Bioactive Hydrogels with D‐Amino Acid RGD Mimics: A Therapeutic Strategy for Expeditious Infected Wound Closure
Akanksha Negi, Santosh Yadav, Megha Jain, Rahul Goel, Hemant Kumar Gautam, Vijay Pal Singh, Gagan Dhawan, Sunit K. Singh, Ashwani Kumar Sharma, Pradeep KumarABSTRACT
Developing biomaterials that simultaneously support tissue repair while inhibiting infection remains a critical challenge in wound‐healing research. Here, a novel series of D‐amino acid and D/L‐hybrid analogs has been synthesized to investigate the influence of stereochemistry on wound healing and antimicrobial activity.

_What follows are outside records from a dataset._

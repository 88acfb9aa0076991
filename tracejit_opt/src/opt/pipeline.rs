//! Optimization Pipeline.
//!
//! Runs the trace passes in phase order and keeps per-pass statistics.
//!
//! # Pass Phases
//!
//! 1. **Rewrite**: peephole rewriting, iterated to a fixed point
//! 2. **Vectorize**: loop vectorization, run once
//!
//! # Failure Handling
//!
//! [`OptError::NotVectorizable`] from any pass is absorbed: the trace the
//! pass was given stays in place. [`OptError::InvalidLoop`] aborts the
//! pipeline and is returned to the caller.

use super::error::{OptError, OptResult};
use super::rewrite::Rewrite;
use super::vectorize::{Vectorize, VectorizeConfig};
use super::TracePass;
use crate::cpu::Cpu;
use crate::ir::Trace;

use std::time::{Duration, Instant};

use tracing::debug;

// =============================================================================
// Pass Phase
// =============================================================================

/// Phase of the optimization pipeline.
#[derive(Debug, Clone, Copy, PartialEq, Eq, PartialOrd, Ord)]
pub enum PassPhase {
    /// Peephole rewriting.
    Rewrite,
    /// Loop vectorization.
    Vectorize,
}

impl PassPhase {
    pub const ALL: [PassPhase; 2] = [PassPhase::Rewrite, PassPhase::Vectorize];

    /// Whether passes of this phase are repeated until nothing changes.
    pub fn iterates(self) -> bool {
        matches!(self, PassPhase::Rewrite)
    }
}

// =============================================================================
// Pass Entry
// =============================================================================

/// A registered pass in the pipeline.
struct PassEntry {
    pass: Box<dyn TracePass>,
    phase: PassPhase,
    enabled: bool,
    runs: usize,
    changes: usize,
    time: Duration,
}

impl PassEntry {
    fn new<P: TracePass + 'static>(pass: P, phase: PassPhase) -> Self {
        Self {
            pass: Box::new(pass),
            phase,
            enabled: true,
            runs: 0,
            changes: 0,
            time: Duration::ZERO,
        }
    }
}

// =============================================================================
// Pipeline Configuration
// =============================================================================

/// Configuration for the optimization pipeline.
#[derive(Debug, Clone)]
pub struct PipelineConfig {
    /// Maximum iterations of an iterating phase.
    pub max_iterations_per_phase: usize,

    /// Enable the rewrite pass.
    pub enable_rewrite: bool,

    /// Enable the vectorizer.
    pub enable_vectorize: bool,

    /// Vectorizer settings.
    pub vectorize: VectorizeConfig,

    /// Collect timing statistics.
    pub collect_timing: bool,
}

impl Default for PipelineConfig {
    fn default() -> Self {
        Self {
            max_iterations_per_phase: 2,
            enable_rewrite: true,
            enable_vectorize: true,
            vectorize: VectorizeConfig::default(),
            collect_timing: true,
        }
    }
}

impl PipelineConfig {
    /// Rewrite only, single iteration, no timing.
    pub fn minimal() -> Self {
        Self {
            max_iterations_per_phase: 1,
            enable_rewrite: true,
            enable_vectorize: false,
            vectorize: VectorizeConfig::disabled(),
            collect_timing: false,
        }
    }

    /// Every pass, aggressive vectorizer settings.
    pub fn full() -> Self {
        Self {
            max_iterations_per_phase: 4,
            vectorize: VectorizeConfig::aggressive(),
            ..Default::default()
        }
    }
}

// =============================================================================
// Optimization Pipeline
// =============================================================================

/// The main optimization pipeline.
pub struct OptPipeline {
    config: PipelineConfig,

    /// Registered passes in order.
    passes: Vec<PassEntry>,

    /// Total iterations run.
    total_iterations: usize,

    /// Total time spent.
    total_time: Duration,
}

impl OptPipeline {
    /// Create a new pipeline with default configuration.
    pub fn new() -> Self {
        Self::with_config(PipelineConfig::default())
    }

    /// Create a pipeline with custom configuration.
    pub fn with_config(config: PipelineConfig) -> Self {
        let mut pipeline = Self {
            config,
            passes: Vec::new(),
            total_iterations: 0,
            total_time: Duration::ZERO,
        };

        pipeline.register_default_passes();
        pipeline
    }

    fn register_default_passes(&mut self) {
        if self.config.enable_rewrite {
            self.register(Rewrite::new(), PassPhase::Rewrite);
        }
        if self.config.enable_vectorize {
            let vectorize = Vectorize::with_config(self.config.vectorize.clone());
            self.register(vectorize, PassPhase::Vectorize);
        }
    }

    /// Register a custom pass.
    pub fn register<P: TracePass + 'static>(&mut self, pass: P, phase: PassPhase) {
        self.passes.push(PassEntry::new(pass, phase));
    }

    /// Enable or disable every pass with the given name.
    pub fn set_enabled(&mut self, name: &str, enabled: bool) {
        for entry in &mut self.passes {
            if entry.pass.name() == name {
                entry.enabled = enabled;
            }
        }
    }

    /// Run the pipeline on a trace.
    ///
    /// On `Err` the trace is unspecified and the compilation attempt should
    /// be dropped.
    pub fn run(&mut self, cpu: &dyn Cpu, trace: &mut Trace) -> OptResult<PipelineStats> {
        let start = Instant::now();
        let initial_size = trace.len();

        let mut stats = PipelineStats::default();
        let mut iterations = 0;

        for phase in PassPhase::ALL {
            iterations += self.run_phase(cpu, trace, phase, &mut stats)?;
        }

        self.total_iterations += iterations;
        let elapsed = start.elapsed();
        self.total_time += elapsed;

        stats.total_iterations = iterations;
        stats.total_time = elapsed;
        stats.initial_size = initial_size;
        stats.final_size = trace.len();

        Ok(stats)
    }

    /// Run all passes in a specific phase. Returns the iterations used.
    fn run_phase(
        &mut self,
        cpu: &dyn Cpu,
        trace: &mut Trace,
        phase: PassPhase,
        stats: &mut PipelineStats,
    ) -> OptResult<usize> {
        let max_iterations = if phase.iterates() {
            self.config.max_iterations_per_phase.max(1)
        } else {
            1
        };
        let mut iterations = 0;

        for _ in 0..max_iterations {
            iterations += 1;
            let mut iter_changed = false;

            for entry in &mut self.passes {
                if entry.phase != phase || !entry.enabled {
                    continue;
                }

                let start = if self.config.collect_timing {
                    Some(Instant::now())
                } else {
                    None
                };

                let before = trace.clone();
                let result = entry.pass.run(cpu, trace);

                if let Some(start) = start {
                    entry.time += start.elapsed();
                }
                entry.runs += 1;

                match result {
                    Ok(true) => {
                        entry.changes += 1;
                        iter_changed = true;
                    }
                    Ok(false) => {}
                    Err(OptError::NotVectorizable(reason)) => {
                        debug!(pass = entry.pass.name(), %reason, "pass fell back");
                        *trace = before;
                    }
                    Err(err) => {
                        debug!(pass = entry.pass.name(), %err, "optimization aborted");
                        return Err(err);
                    }
                }
            }

            if !iter_changed {
                break;
            }
        }

        stats.phases_run += 1;
        Ok(iterations)
    }

    /// Get pass statistics.
    pub fn pass_stats(&self) -> Vec<PassStat> {
        self.passes
            .iter()
            .map(|e| PassStat {
                name: e.pass.name().to_string(),
                phase: e.phase,
                runs: e.runs,
                changes: e.changes,
                time: e.time,
            })
            .collect()
    }

    #[inline]
    pub fn iterations(&self) -> usize {
        self.total_iterations
    }

    #[inline]
    pub fn total_time(&self) -> Duration {
        self.total_time
    }
}

impl Default for OptPipeline {
    fn default() -> Self {
        Self::new()
    }
}

// =============================================================================
// Statistics
// =============================================================================

/// Statistics from a single pass.
#[derive(Debug, Clone)]
pub struct PassStat {
    pub name: String,
    pub phase: PassPhase,
    /// Number of times run.
    pub runs: usize,
    /// Number of times it made changes.
    pub changes: usize,
    /// Total time spent in this pass.
    pub time: Duration,
}

/// Statistics from one pipeline run.
#[derive(Debug, Clone, Default)]
pub struct PipelineStats {
    /// Iterations across all phases.
    pub total_iterations: usize,
    pub phases_run: usize,
    pub total_time: Duration,
    /// Operations before the first pass.
    pub initial_size: usize,
    /// Operations after the last pass.
    pub final_size: usize,
}

impl PipelineStats {
    /// Get size ratio, final over initial.
    pub fn size_reduction(&self) -> f64 {
        if self.initial_size == 0 {
            1.0
        } else {
            self.final_size as f64 / self.initial_size as f64
        }
    }
}

// =============================================================================
// Quick Optimize Functions
// =============================================================================

/// Run the full pipeline on a trace.
pub fn optimize_full(cpu: &dyn Cpu, trace: &mut Trace) -> OptResult<PipelineStats> {
    OptPipeline::with_config(PipelineConfig::full()).run(cpu, trace)
}

/// Run the rewrite-only pipeline on a trace.
pub fn optimize_minimal(cpu: &dyn Cpu, trace: &mut Trace) -> OptResult<PipelineStats> {
    OptPipeline::with_config(PipelineConfig::minimal()).run(cpu, trace)
}

/// Run the default pipeline on a trace.
pub fn optimize(cpu: &dyn Cpu, trace: &mut Trace) -> OptResult<PipelineStats> {
    OptPipeline::new().run(cpu, trace)
}

// =============================================================================
// Tests
// =============================================================================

Self‐assembly into a nanofibrous network enables these peptides to form hydrogels that serve as injectable, biomimetic scaffolds for drug delivery and antimicrobials, making them ideal for advanced wound‐healing applications. Molecular docking revealed the strongest binding affinity of AN2D3 peptide toward integrin αvβ3, suggesting it as a promising lead candidate for targeting αvβ3‐mediated pathways in cell adhesion and proliferation. Further, these peptides are systematically evaluated in methicillin‐resistant Staphylococcus aureus (MRSA)‐infected Balb/c mice to assess their antimicrobial activity, mechanical integrity, and regenerative potential. Remarkably, as the D‐amino acid content increased in the sequences, antimicrobial efficacy and wound‐healing also improved. Among peptide sequences, AN2D3 yielded the best results, highlighting the critical role of stereochemistry in peptide‐based constructs. These hydrogels were designed to resist enzymatic degradation while promoting interactions with the extracellular matrix and innate antimicrobial activity. This inversion of stereochemistry is anticipated to influence the bioactivity of the peptide hydrogels, suggesting that even subtle shifts in chirality may affect biomaterial behavior.